Take down each entry exactly as written.

** Data for review follows **

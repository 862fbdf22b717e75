use serde::{Deserialize, Serialize};

use crate::{
    Healing, HealingError, HealingId, HealingResult, HealingResultId, ReportRecord, Selector,
    SelectorId,
};

/// Conjunctive exact-match filter over selector attributes; empty matches everything.
#[derive(Debug, Clone, Default, Serialize, Deserialize, Eq, PartialEq)]
#[serde(default)]
pub struct HealingQuery {
    pub selector_id: Option<SelectorId>,
    pub class_name: Option<String>,
    pub method_name: Option<String>,
    pub locator_value: Option<String>,
    pub url: Option<String>,
}

pub trait SelectorRepository {
    /// # Errors
    /// Returns [`HealingError::Storage`] when the lookup fails.
    fn find_selector(&self, selector_id: &SelectorId) -> Result<Option<Selector>, HealingError>;

    /// # Errors
    /// Returns [`HealingError::DuplicateIdentity`] when the selector id already exists.
    fn insert_selector(&mut self, selector: &Selector) -> Result<(), HealingError>;
}

pub trait HealingRepository {
    /// Load one healing with its selector and results in insertion order.
    ///
    /// # Errors
    /// Returns [`HealingError::Storage`] when the lookup fails.
    fn find_healing(&self, healing_id: &HealingId) -> Result<Option<Healing>, HealingError>;

    /// Insert a healing row. `healing.results` is ignored.
    ///
    /// # Errors
    /// Returns [`HealingError::DuplicateIdentity`] when the healing id already exists.
    fn insert_healing(&mut self, healing: &Healing) -> Result<(), HealingError>;

    /// Load matching healings in creation order, each with results in insertion order.
    ///
    /// # Errors
    /// Returns [`HealingError::Storage`] when the query fails.
    fn find_healings(&self, query: &HealingQuery) -> Result<Vec<Healing>, HealingError>;
}

pub trait HealingResultRepository {
    /// Insert every result or none of them.
    ///
    /// # Errors
    /// Returns [`HealingError::Storage`] when any insert fails.
    fn insert_results(&mut self, results: &[HealingResult]) -> Result<(), HealingError>;

    /// Mark all current results of a healing superseded, returning how many changed.
    ///
    /// # Errors
    /// Returns [`HealingError::Storage`] when the update fails.
    fn supersede_results(&mut self, healing_id: &HealingId) -> Result<usize, HealingError>;

    /// # Errors
    /// Returns [`HealingError::Storage`] when the lookup fails.
    fn find_result(
        &self,
        healing_result_id: HealingResultId,
    ) -> Result<Option<HealingResult>, HealingError>;

    /// # Errors
    /// Returns [`HealingError::Storage`] when the update fails.
    fn update_result_success(
        &mut self,
        healing_result_id: HealingResultId,
        success: bool,
    ) -> Result<(), HealingError>;
}

pub trait ReportRepository {
    /// # Errors
    /// Returns [`HealingError::Storage`] when the insert fails.
    fn insert_report_record(&mut self, record: &ReportRecord) -> Result<(), HealingError>;
}

/// Everything one save or feedback unit of work touches.
pub trait HealingStore:
    SelectorRepository + HealingRepository + HealingResultRepository + ReportRepository
{
}

impl<T> HealingStore for T where
    T: SelectorRepository + HealingRepository + HealingResultRepository + ReportRepository + ?Sized
{
}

** End of Data for review **

Solution for this task
repository 862fbdf22b717e75
use serde::{Deserialize, Serialize};

use crate::{
    Healing, HealingError, HealingId, HealingResult, HealingResultId, ReportRecord, Selector,
    SelectorId,
};

/// Conjunctive exact-match filter over selector attributes; empty matches everything.
#[derive(Debug, Clone, Default, Serialize, Deserialize, Eq, PartialEq)]
#[serde(default)]
pub struct HealingQuery {
    pub selector_id: Option<SelectorId>,
    pub class_name: Option<String>,
    pub method_name: Option<String>,
    pub locator_value: Option<String>,
    pub url: Option<String>,
}

pub trait SelectorRepository {
    /// # Errors
    /// Returns [`HealingError::Storage`] when the lookup fails.
    fn find_selector(&self, selector_id: &SelectorId) -> Result<Option<Selector>, HealingError>;

    /// # Errors
    /// Returns [`HealingError::DuplicateIdentity`] when the selector id already exists.
    fn insert_selector(&mut self, selector: &Selector) -> Result<(), HealingError>;
}

pub trait HealingRepository {
    /// Load one healing with its selector and results in insertion order.
    ///
    /// # Errors
    /// Returns [`HealingError::Storage`] when the lookup fails.
    fn find_healing(&self, healing_id: &HealingId) -> Result<Option<Healing>, HealingError>;

    /// Insert a healing row. `healing.results` is ignored.
    ///
    /// # Errors
    /// Returns [`HealingError::DuplicateIdentity`] when the healing id already exists.
    fn insert_healing(&mut self, healing: &Healing) -> Result<(), HealingError>;

    /// Load matching healings in creation order, each with results in insertion order.
    ///
    /// # Errors
    /// Returns [`HealingError::Storage`] when the query fails.
    fn find_healings(&self, query: &HealingQuery) -> Result<Vec<Healing>, HealingError>;
}

pub trait HealingResultRepository {
    /// Insert every result or none of them.
    ///
    /// # Errors
    /// Returns [`HealingError::Storage`] when any insert fails.
    fn insert_results(&mut self, results: &[HealingResult]) -> Result<(), HealingError>;

    /// Mark all current results of a healing superseded, returning how many changed.
    ///
    /// # Errors
    /// Returns [`HealingError::Storage`] when the update fails.
    fn supersede_results(&mut self, healing_id: &HealingId) -> Result<usize, HealingError>;

    /// # Errors
    /// Returns [`HealingError::Storage`] when the lookup fails.
    fn find_result(
        &self,
        healing_result_id: HealingResultId,
    ) -> Result<Option<HealingResult>, HealingError>;

    /// # Errors
    /// Returns [`HealingError::Storage`] when the update fails.
    fn update_result_success(
        &mut self,
        healing_result_id: HealingResultId,
        success: bool,
    ) -> Result<(), HealingError>;
}

pub trait ReportRepository {
    /// # Errors
    /// Returns [`HealingError::Storage`] when the insert fails.
    fn insert_report_record(&mut self, record: &ReportRecord) -> Result<(), HealingError>;
}

/// Everything one save or feedback unit of work touches.
pub trait HealingStore:
    SelectorRepository + HealingRepository + HealingResultRepository + ReportRepository
{
}

impl<T> HealingStore for T where
    T: SelectorRepository + HealingRepository + HealingResultRepository + ReportRepository + ?Sized
{
}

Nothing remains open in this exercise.